Intimidating journalists is 'antithetical to the very notions of freedom that are being sought through this protest,' says group

Reports of threats to homeless shelter staff, journalists, during trucker protest

The convoy of truckers protesting against the federal government’s COVID-19 vaccination mandate has raised security concerns after reports emerged over the weekend of threats to shelter staff and journalists.

One Ottawa homeless shelter claimed that protesters from the "Freedom Convoy" harassed staff and volunteers on Saturday.

"Earlier today, our staff and volunteers experienced harassment from convoy protestors seeking meals from our soup kitchen," the Shepherds of Good Hope said on Twitter.

The shelter shared that it provided meals to the said individuals and thats its management was informed of the incident. No further meals were given to protesters after that.

"Staff and volunteers were verbally harassed by people who came to the kitchen looking for meals. We also had a situation where the trucks were blocking our drop-off in front of the shelter, which is where police and paramedics come to bring people to us for care," said Deirdre Freiheit, president and CEO of the Shepherds of Good Hope, CTV News reported, citing Newstalk 580 CFRA. "That was blocked and that could have cost somebody a life."

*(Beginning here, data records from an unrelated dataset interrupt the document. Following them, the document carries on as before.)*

//! # Error Types
//!
//! Domain-specific error types for shopkit-core.
//!
//! ## Error Hierarchy
//! ```text
//! ┌─────────────────────────────────────────────────────────────────────────┐
//! │                         Error Types                                     │
//! │                                                                         │
//! │  shopkit-core errors (this file)                                       │
//! │  ├── CoreError        - Container and domain failures                  │
//! │  └── ValidationError  - Malformed input ("Invalid ...")                │
//! │                                                                         │
//! │  shopkit-storefront errors (separate crate)                            │
//! │  ├── StorefrontError  - Config and collaborator failures               │
//! │  └── FetchError       - Rejected data fetch, carries a `reason`        │
//! │                                                                         │
//! │  Validators return ValidationError directly; CoreError is the          │
//! │  container layer's error.                                              │
//! └─────────────────────────────────────────────────────────────────────────┘
//! ```
//!
//! ## Design Principles
//! 1. Use `thiserror` for derive macros (not manual impl)
//! 2. Validation messages always start with "Invalid" so callers can match them
//! 3. Errors are enum variants, never String

use thiserror::Error;

// =============================================================================
// Core Error
// =============================================================================

/// Core logic errors.
#[derive(Debug, Error, PartialEq, Eq)]
pub enum CoreError {
    /// A stack operation needed a top element but the stack holds none.
    ///
    /// ## When This Occurs
    /// - `pop()` on an empty stack
    /// - `peek()` on an empty stack
    #[error("Cannot {operation}: stack is empty")]
    EmptyStack { operation: &'static str },
}

// =============================================================================
// Validation Error
// =============================================================================

/// Input validation errors.
///
/// Every message names the offending field(s) prefixed with "Invalid".
#[derive(Debug, Error, Clone, PartialEq, Eq)]
pub enum ValidationError {
    /// A single field failed validation.
    #[error("Invalid {field}")]
    Invalid { field: String },

    /// Several fields failed validation at once.
    ///
    /// ## Example
    /// `fields = ["username", "age"]` renders as `"Invalid username, Invalid age"`.
    #[error("{}", render_fields(.fields))]
    InvalidFields { fields: Vec<String> },

    /// The value is not one of the supported codes (countries, currencies).
    #[error("Invalid {field} code: '{value}'")]
    UnknownCode { field: String, value: String },
}

impl ValidationError {
    /// Shorthand for a single invalid field.
    pub fn invalid(field: impl Into<String>) -> Self {
        ValidationError::Invalid {
            field: field.into(),
        }
    }

    /// Builds the error for a list of failed fields.
    ///
    /// A single field collapses to [`ValidationError::Invalid`].
    pub fn from_fields(mut fields: Vec<String>) -> Self {
        if fields.len() == 1 {
            ValidationError::Invalid {
                field: fields.remove(0),
            }
        } else {
            ValidationError::InvalidFields { fields }
        }
    }

    /// Returns the names of the fields that failed.
    pub fn fields(&self) -> Vec<&str> {
        match self {
            ValidationError::Invalid { field } | ValidationError::UnknownCode { field, .. } => {
                vec![field.as_str()]
            }
            ValidationError::InvalidFields { fields } => fields.iter().map(String::as_str).collect(),
        }
    }
}

fn render_fields(fields: &[String]) -> String {
    fields
        .iter()
        .map(|field| format!("Invalid {}", field))
        .collect::<Vec<_>>()
        .join(", ")
}

// =============================================================================
// Result Type Alias
// =============================================================================

/// Convenience type alias for Results with CoreError.
pub type CoreResult<T> = Result<T, CoreError>;

// =============================================================================
// Unit Tests
// =============================================================================

#[cfg(test)]
mod tests {
    use super::*;

    #[test]
    fn test_empty_stack_message() {
        let err = CoreError::EmptyStack { operation: "pop" };
        assert_eq!(err.to_string(), "Cannot pop: stack is empty");
        assert!(err.to_string().to_lowercase().contains("empty"));
    }

    #[test]
    fn test_validation_error_messages() {
        assert_eq!(ValidationError::invalid("price").to_string(), "Invalid price");

        let err = ValidationError::from_fields(vec!["username".into(), "age".into()]);
        assert_eq!(err.to_string(), "Invalid username, Invalid age");
        assert_eq!(err.fields(), vec!["username", "age"]);

        let err = ValidationError::UnknownCode {
            field: "country".to_string(),
            value: "FR".to_string(),
        };
        assert_eq!(err.to_string(), "Invalid country code: 'FR'");
    }

    #[test]
    fn test_single_field_collapses() {
        let err = ValidationError::from_fields(vec!["age".into()]);
        assert_eq!(err, ValidationError::invalid("age"));
    }
}
// =============================================================================
// Unit Tests
// =============================================================================

#[cfg(test)]
mod tests {
    use super::*;
    use crate::adapters::FixedClock;
    use crate::error::StorefrontError;
    use crate::ports::{
        MockAnalytics, MockClock, MockCodeGenerator, MockExchangeRates, MockMailer,
        MockPaymentGateway, MockShippingQuotes,
    };
    use chrono::{NaiveDate, NaiveDateTime};
    use mockall::predicate::eq;
    use shopkit_core::{ChargeResult, Money, ShippingQuote};
    use std::sync::Mutex;

    /// Collaborators with no expectations: any unexpected call fails the test.
    fn strict() -> Collaborators {
        Collaborators {
            rates: Arc::new(MockExchangeRates::new()),
            shipping: Arc::new(MockShippingQuotes::new()),
            analytics: Arc::new(MockAnalytics::new()),
            payments: Arc::new(MockPaymentGateway::new()),
            mailer: Arc::new(MockMailer::new()),
            codes: Arc::new(MockCodeGenerator::new()),
            clock: Arc::new(MockClock::new()),
        }
    }

    fn storefront(deps: Collaborators) -> Storefront {
        Storefront::new(Arc::new(StorefrontConfig::default()), deps)
    }

    fn at(date: &str) -> NaiveDateTime {
        NaiveDateTime::parse_from_str(date, "%Y-%m-%d %H:%M").unwrap()
    }

    fn on_day(year: i32, month: u32, day: u32) -> NaiveDateTime {
        NaiveDate::from_ymd_opt(year, month, day)
            .unwrap()
            .and_hms_opt(0, 0, 0)
            .unwrap()
    }

    fn with_clock(instant: NaiveDateTime) -> Storefront {
        storefront(Collaborators {
            clock: Arc::new(FixedClock(instant)),
            ..strict()
        })
    }

    // -------------------------------------------------------------------------
    // price_in_currency
    // -------------------------------------------------------------------------

    #[test]
    fn test_price_in_currency() {
        let mut rates = MockExchangeRates::new();
        rates
            .expect_exchange_rate()
            .with(eq("USD"), eq("AUD"))
            .return_const(1.5);

        let shop = storefront(Collaborators {
            rates: Arc::new(rates),
            ..strict()
        });

        assert_eq!(shop.price_in_currency(10.0, "AUD"), 15.0);
    }

    // -------------------------------------------------------------------------
    // shipping_info
    // -------------------------------------------------------------------------

    #[test]
    fn test_shipping_info_with_quote() {
        let mut shipping = MockShippingQuotes::new();
        shipping.expect_quote().with(eq("London")).returning(|_| {
            Some(ShippingQuote {
                cost: Money::from_cents(1000),
                estimated_days: 2,
            })
        });

        let shop = storefront(Collaborators {
            shipping: Arc::new(shipping),
            ..strict()
        });
        let info = shop.shipping_info("London");

        assert!(info.contains("$10"));
        assert!(info.to_lowercase().contains("2 days"));
        assert_eq!(info, "Shipping Cost: $10 (2 Days)");
    }

    #[test]
    fn test_shipping_info_without_quote() {
        let mut shipping = MockShippingQuotes::new();
        shipping.expect_quote().returning(|_| None);

        let shop = storefront(Collaborators {
            shipping: Arc::new(shipping),
            ..strict()
        });

        assert!(shop.shipping_info("London").to_lowercase().contains("unavailable"));
    }

    // -------------------------------------------------------------------------
    // render_page
    // -------------------------------------------------------------------------

    #[tokio::test]
    async fn test_render_page_returns_content() {
        let mut analytics = MockAnalytics::new();
        analytics.expect_track_page_view().return_const(());

        let shop = storefront(Collaborators {
            analytics: Arc::new(analytics),
            ..strict()
        });

        assert!(shop.render_page().await.contains("content"));
    }

    #[tokio::test]
    async fn test_render_page_tracks_home() {
        let mut analytics = MockAnalytics::new();
        analytics
            .expect_track_page_view()
            .with(eq("/home"))
            .times(1)
            .return_const(());

        let shop = storefront(Collaborators {
            analytics: Arc::new(analytics),
            ..strict()
        });

        shop.render_page().await;
    }

    // -------------------------------------------------------------------------
    // submit_order
    // -------------------------------------------------------------------------

    fn order() -> Order {
        Order {
            total_amount: Money::from_cents(1000),
        }
    }

    fn card() -> CreditCard {
        CreditCard {
            credit_card_number: "1234".to_string(),
        }
    }

    fn gateway_returning(result: ChargeResult) -> MockPaymentGateway {
        let mut payments = MockPaymentGateway::new();
        payments.expect_charge().returning(move |_, _| result);
        payments
    }

    #[tokio::test]
    async fn test_submit_order_charges_customer() {
        let mut payments = MockPaymentGateway::new();
        payments
            .expect_charge()
            .with(eq(card()), eq(Money::from_cents(1000)))
            .times(1)
            .returning(|_, _| ChargeResult::success());

        let shop = storefront(Collaborators {
            payments: Arc::new(payments),
            ..strict()
        });

        shop.submit_order(&order(), &card()).await;
    }

    #[tokio::test]
    async fn test_submit_order_success() {
        let shop = storefront(Collaborators {
            payments: Arc::new(gateway_returning(ChargeResult::success())),
            ..strict()
        });

        let outcome = shop.submit_order(&order(), &card()).await;
        assert_eq!(outcome, OrderOutcome { success: true, error: None });
    }

    #[tokio::test]
    async fn test_submit_order_payment_failed() {
        let shop = storefront(Collaborators {
            payments: Arc::new(gateway_returning(ChargeResult::failed())),
            ..strict()
        });

        let outcome = shop.submit_order(&order(), &card()).await;
        assert_eq!(
            outcome,
            OrderOutcome {
                success: false,
                error: Some("payment_error".to_string())
            }
        );
    }

    // -------------------------------------------------------------------------
    // sign_up
    // -------------------------------------------------------------------------

    const EMAIL: &str = "name@domain.com";

    #[tokio::test]
    async fn test_sign_up_rejects_invalid_email() {
        // strict mailer: any send would panic
        let shop = storefront(strict());
        assert!(!shop.sign_up("a").await.unwrap());
    }

    #[tokio::test]
    async fn test_sign_up_accepts_valid_email() {
        let mut mailer = MockMailer::new();
        mailer.expect_send_email().returning(|_, _| Ok(()));

        let shop = storefront(Collaborators {
            mailer: Arc::new(mailer),
            ..strict()
        });

        assert!(shop.sign_up(EMAIL).await.unwrap());
    }

    #[tokio::test]
    async fn test_sign_up_sends_welcome_email_once() {
        let sent: Arc<Mutex<Vec<(String, String)>>> = Arc::default();
        let log = Arc::clone(&sent);

        let mut mailer = MockMailer::new();
        mailer.expect_send_email().times(1).returning(move |to, message| {
            log.lock().unwrap().push((to.to_string(), message.to_string()));
            Ok(())
        });

        let shop = storefront(Collaborators {
            mailer: Arc::new(mailer),
            ..strict()
        });
        shop.sign_up(EMAIL).await.unwrap();

        let sent = sent.lock().unwrap();
        assert_eq!(sent.len(), 1);
        assert_eq!(sent[0].0, EMAIL);
        assert!(sent[0].1.to_lowercase().contains("welcome"));
    }

    #[tokio::test]
    async fn test_sign_up_propagates_delivery_failure() {
        let mut mailer = MockMailer::new();
        mailer.expect_send_email().returning(|to, _| {
            Err(StorefrontError::DeliveryFailed {
                to: to.to_string(),
                reason: "smtp down".to_string(),
            })
        });

        let shop = storefront(Collaborators {
            mailer: Arc::new(mailer),
            ..strict()
        });

        assert!(matches!(
            shop.sign_up(EMAIL).await,
            Err(StorefrontError::DeliveryFailed { .. })
        ));
    }

    // -------------------------------------------------------------------------
    // login
    // -------------------------------------------------------------------------

    #[tokio::test]
    async fn test_login_emails_generated_code() {
        let mut codes = MockCodeGenerator::new();
        codes.expect_generate_code().times(1).return_const(123456u32);

        let mut mailer = MockMailer::new();
        mailer
            .expect_send_email()
            .with(eq(EMAIL), eq("123456"))
            .times(1)
            .returning(|_, _| Ok(()));

        let shop = storefront(Collaborators {
            codes: Arc::new(codes),
            mailer: Arc::new(mailer),
            ..strict()
        });

        shop.login(EMAIL).await.unwrap();
    }

    // -------------------------------------------------------------------------
    // is_online / get_discount
    // -------------------------------------------------------------------------

    #[test]
    fn test_is_online_outside_opening_hours() {
        assert!(!with_clock(at("2024-01-01 07:59")).is_online());
        assert!(!with_clock(at("2024-01-01 20:01")).is_online());
    }

    #[test]
    fn test_is_online_within_opening_hours() {
        assert!(with_clock(at("2024-01-01 08:00")).is_online());
        assert!(with_clock(at("2024-01-01 19:59")).is_online());
    }

    #[test]
    fn test_is_online_reads_clock_each_call() {
        let mut clock = MockClock::new();
        clock.expect_now().times(2).return_const(at("2024-01-01 12:00"));

        let shop = storefront(Collaborators {
            clock: Arc::new(clock),
            ..strict()
        });

        assert!(shop.is_online());
        assert!(shop.is_online());
    }

    #[test]
    fn test_discount_on_christmas() {
        assert_eq!(with_clock(on_day(2024, 12, 25)).get_discount(), 0.2);
    }

    #[test]
    fn test_no_discount_on_normal_day() {
        assert_eq!(with_clock(on_day(2024, 12, 24)).get_discount(), 0.0);
    }

    // -------------------------------------------------------------------------
    // default wiring
    // -------------------------------------------------------------------------

    #[tokio::test]
    async fn test_default_wiring_runs_end_to_end() {
        let mut config = StorefrontConfig::default();
        config.rates.insert("AUD".to_string(), 1.5);
        let shop = Storefront::with_defaults(config);

        assert_eq!(shop.price_in_currency(10.0, "AUD"), 15.0);
        assert_eq!(shop.shipping_info("London"), "Shipping Cost: $10 (2 Days)");
        assert_eq!(shop.render_page().await, PAGE_CONTENT);
        assert!(shop.submit_order(&order(), &card()).await.success);
        assert!(shop.sign_up(EMAIL).await.unwrap());
        assert!(shop.login(EMAIL).await.is_ok());
    }
}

The convoy has earlier raised concerns around its messaging – and around safety.

Meanwhile, the Canadian Association of Journalists (CAJ) noted that there have been increasing threats made against reporters covering the ongoing trucker's convoy. 

The group claims that journalists have received death threats littered with racist epithets, while others have been spat on and verbally and physically harassed. In another case, the windows of a CBC/Radio-Canada news cruiser were broken. 

The CAJ considers all of these actions unacceptable, it noted.

"Without a doubt, Canadians have the right to protest as a key component of our democratic process," said Brent Jolly, CAJ president. "Efforts to dehumanize and intimidate journalists from telling stories in the public interest, however, is antithetical to the very notions of 'freedom' that are being sought through this protest."

The group also called on employers to ensure the safety of journalists.

"In light of the escalating tensions, we are encouraging reporters and newsroom managers to think of creative alternatives allowing coverage of the protest while protecting journalists being targeted by violence from being hurt," said Jolly. "It is in times like these — when fringe groups, individuals, and rogue politicians threaten a free press — that citizens rely on us to do our jobs."

The “Freedom Convoy” was organized to protest the federal government’s COVID-19 vaccine for cross-border drivers. The rule took effect on Jan. 15.